New Digital Age (NDA), in association with Liveramp, is spotlighting the men and women championing a data-led revolution in the marketing industry. The ‘Meet the Revolutionaries’ interviews focus on the efforts of the marketing professionals navigating the new era of data collaboration.
Here, Nic Travis, Head of Paid Digital Marketing at Lloyds Banking Group, shares his tips for encouraging innovation in your organisation…
Describe your current role.
My role covers all of our brands (including Lloyds Bank, Halifax, Bank of Scotland, Scottish Widows and MBNA among others), across all of our retail product offerings, whether that be paid activations, social, programmatic, digital video, or Connected TV (CTV). I also look after our team that covers ad tech, SEO and content, so it’s a very mixed bag!
Can you give an example of a time when you personally have helped to drive innovation?
I’ve been driving the adoption of first party data for the past few years, coming at it from a couple of angles. Firstly, how do we create an alternative CRM channel to contact more of our customers in high impact, high engagement media channels? Secondly, how do we deal with the impacts of third-party cookie deprecation in a way that is transparent and ethical?
We’re a highly risk averse organisation that believes doing the right thing for our customers and following the letter of the law in regards to personal data. It’s been a really interesting journey dealing with the complexities of doing that inside a banking organisation and dealing with such a dynamic environment where there’s lots of technological and regulatory changes happening all the time.
In your experience, what are the most common challenges to innovation?
Different organisations stumble at different points. In a large, complex, heavily regulated business like ours, the big question is how do we do the right things within the legal parameters that govern us?
From a pure ‘digital marketing’ perspective, a lot of people make mistakes in relation to measurement and data. Some marketers are too trusting about the data they are being fed, without interrogating it properly. That’s a situation that’s actually getting worse, as so much of the data inside the platforms we use is being modelled and manipulated.

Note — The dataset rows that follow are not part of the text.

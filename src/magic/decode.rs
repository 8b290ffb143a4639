//! Decode-and-compare for every rule type.
//!
//! Each decoder reads at `State::offset`, which the evaluator has already set
//! to the rule's resolved offset. On a match the decoder renders the rule's
//! description into `State::out` and moves the cursor the way the type
//! requires; children then run from there.

use std::borrow::Cow;
use std::cmp::Ordering;

use chrono::{Local, TimeZone, Utc};
use regex::bytes::{Regex, RegexBuilder};

use super::format::Arg;
use super::types::{Endian, MagicType, StringFlags, Width};
use super::{ArithOp, MagicLine, TestOp, TestValue};
use crate::error::TestError;

/// Longest description an evaluation produces, in bytes.
pub const MAX_OUTPUT: usize = 4096;

/// Longest string preview rendered for string types.
const MAX_PREVIEW: usize = 31;

const DATE_FORMAT: &str = "%a %b %e %H:%M:%S %Y";

/// Per-evaluation scratch state.
#[derive(Debug)]
pub struct State<'a> {
    pub buf: &'a [u8],
    /// Cursor: where the current rule reads
    pub offset: usize,
    pub out: String,
    pub mime: Option<String>,
}

impl<'a> State<'a> {
    pub fn new(buf: &'a [u8]) -> State<'a> {
        State {
            buf,
            offset: 0,
            out: String::new(),
            mime: None,
        }
    }

    /// Append a rendered description, space separated unless it starts
    /// with `\b`.
    pub fn emit(&mut self, text: &str) {
        let (text, separate) = match text.strip_prefix("\\b") {
            Some(rest) => (rest, false),
            None => (text, true),
        };
        if separate && !self.out.is_empty() {
            self.out.push(' ');
        }
        self.out.push_str(text);
        if self.out.len() > MAX_OUTPUT {
            let mut end = MAX_OUTPUT;
            while !self.out.is_char_boundary(end) {
                end -= 1;
            }
            self.out.truncate(end);
        }
    }

    fn render(&mut self, rule: &MagicLine, arg: Arg<'_>) {
        if let Some(template) = &rule.result {
            let text = template.render(&arg);
            self.emit(&text);
        }
    }
}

Another big challenge is people’s understanding of consent and data flows. It’s really important to do regular audits of your approach to measurement, audits of your data flows and audits of the third-party suppliers you choose to work with. It’s also crucial to establish the ‘data ethics’ of your own organisation. Once you ground yourself in that way, it becomes easier to hold a mirror up to the vendors and platforms you are working with.
Finally, I see lots of people tying themselves up in knots around the subject of ‘consent’? How do we get consent from customers and what can we do with their data based on the consent that we have?

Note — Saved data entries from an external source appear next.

// Offset field: N, &N, (B[.t][opN]), &(B...), (&B...)

use super::number::{integer, parse_integer};
use crate::error::ParseError;
use crate::magic::{ArithOp, Indirect, IndirectType, Offset, OffsetBase};

pub fn parse_offset(field: &str) -> Result<Offset, ParseError> {
    let invalid = || ParseError::InvalidOffset(field.to_string());

    let (relative, rest) = match field.strip_prefix('&') {
        Some(rest) => (true, rest),
        None => (false, field),
    };

    if !rest.starts_with('(') {
        let value = parse_integer(rest).ok_or_else(invalid)?;
        if value < 0 && !relative {
            return Err(ParseError::NegativeOffset(field.to_string()));
        }
        return Ok(Offset {
            relative,
            base: OffsetBase::Direct(value),
        });
    }

    let inner = rest[1..]
        .strip_suffix(')')
        .ok_or_else(|| ParseError::MissingBracket(field.to_string()))?;
    let (base_relative, inner) = match inner.strip_prefix('&') {
        Some(inner) => (true, inner),
        None => (false, inner),
    };

    let (mut inner, base) = integer(inner).map_err(|_| invalid())?;

    let mut kind = IndirectType::default();
    if let Some(after) = inner.strip_prefix('.') {
        let c = after.chars().next().ok_or_else(invalid)?;
        kind = IndirectType::from_char(c).ok_or(ParseError::UnknownIndirectType(c))?;
        inner = &after[c.len_utf8()..];
    }

    let mut op = None;
    if let Some(c) = inner.chars().next() {
        let arith = match ArithOp::from_char(c) {
            Some(a @ ArithOp::Add) | Some(a @ ArithOp::Sub) | Some(a @ ArithOp::Mul) => a,
            _ if c == ')' || c == '(' => return Err(ParseError::MissingBracket(field.to_string())),
            _ => return Err(ParseError::UnknownIndirectOperator(c)),
        };
        let operand = parse_integer(&inner[c.len_utf8()..]).ok_or_else(invalid)?;
        op = Some((arith, operand));
    }

    Ok(Offset {
        relative,
        base: OffsetBase::Indirect(Indirect {
            relative: base_relative,
            base,
            kind,
            op,
        }),
    })
}

#[cfg(test)]
mod tests {
    use super::*;

    fn indirect(field: &str) -> Indirect {
        match parse_offset(field).unwrap().base {
            OffsetBase::Indirect(ind) => ind,
            other => panic!("not indirect: {:?}", other),
        }
    }

    #[test]
    fn direct_offsets() {
        let off = parse_offset("0x3c").unwrap();
        assert_eq!(off, Offset { relative: false, base: OffsetBase::Direct(0x3c) });
        let off = parse_offset("&-4").unwrap();
        assert_eq!(off, Offset { relative: true, base: OffsetBase::Direct(-4) });
        assert_eq!(parse_offset("-4"), Err(ParseError::NegativeOffset("-4".into())));
        assert!(matches!(parse_offset("12z"), Err(ParseError::InvalidOffset(_))));
    }

    #[test]
    fn indirect_offsets() {
        assert_eq!(
            indirect("(0x3c.l)"),
            Indirect { relative: false, base: 0x3c, kind: IndirectType::LeLong, op: None }
        );
        assert_eq!(
            indirect("(&4.S+2)"),
            Indirect {
                relative: true,
                base: 4,
                kind: IndirectType::BeShort,
                op: Some((ArithOp::Add, 2))
            }
        );
        assert_eq!(indirect("(8)").kind, IndirectType::LeLong);
        assert_eq!(indirect("(8.b*-2)").op, Some((ArithOp::Mul, -2)));
        assert!(parse_offset("&(4.B)").unwrap().relative);
    }

    #[test]
    fn malformed_indirect() {
        assert!(matches!(parse_offset("(4.l"), Err(ParseError::MissingBracket(_))));
        assert_eq!(parse_offset("(4.q)"), Err(ParseError::UnknownIndirectType('q')));
        assert_eq!(parse_offset("(4.l/2)"), Err(ParseError::UnknownIndirectOperator('/')));
        assert!(matches!(parse_offset("(4.l))"), Err(ParseError::MissingBracket(_))));
        assert!(matches!(parse_offset("(4.l+)"), Err(ParseError::InvalidOffset(_))));
        assert!(matches!(parse_offset("(x)"), Err(ParseError::InvalidOffset(_))));
    }
}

What tips can you offer others hoping to drive innovation?
Whenever you’re trying to advance any sort of innovation, it’s important to stand back and try to understand not just the business benefits, but also the benefits to the customer. Ad tech and digital marketing folks sometimes concentrate on the technology and the things it can enable, but you can end up speaking a different language from the rest of your organisation. If you focus on explaining the benefits for the business and the customer it becomes much easier to take people on the journey with you.
It’s really important that you audit your full end-to-end customer journey from a marketing technology point of view and understand exactly where your measurement strong points and measurement blind spots are. That process lets you know where your attention is most needed.
How do you think digital marketing might evolve over the next few years?
Making AV assets is costly and complicated. Sooner or later, AI models are going to be able produce high quality ad content, allowing small-to-medium sized enterprises to do much more than they could before.
I’ve been working in digital marketing now for 20 plus years, and the one constant is that the industry never really stands still. One of the big, meaty problems for the industry at large is explaining that ‘data value exchange’ to customers. Advertising funds the free internet. It’s incumbent on advertisers and the marketing industry to do a better job at explaining that.
I also think digital marketers are starting to understand the role and importance of great creative. Rather than focusing on the volume of impressions we’re generating, it’s time to get back to basics and recognise that the creative quality of the ads is hugely important.
Do you think ‘data collaboration’ will become more important to marketers?
The short answer is ‘yes’ as long as you collect the proper consents to do it. I see the proliferation of first-party data as having essentially six use cases: targeting; excluding existing or non-eligible customers; building lookalike audiences; data enrichment via collaboration; data as a media planning tool; and measurement.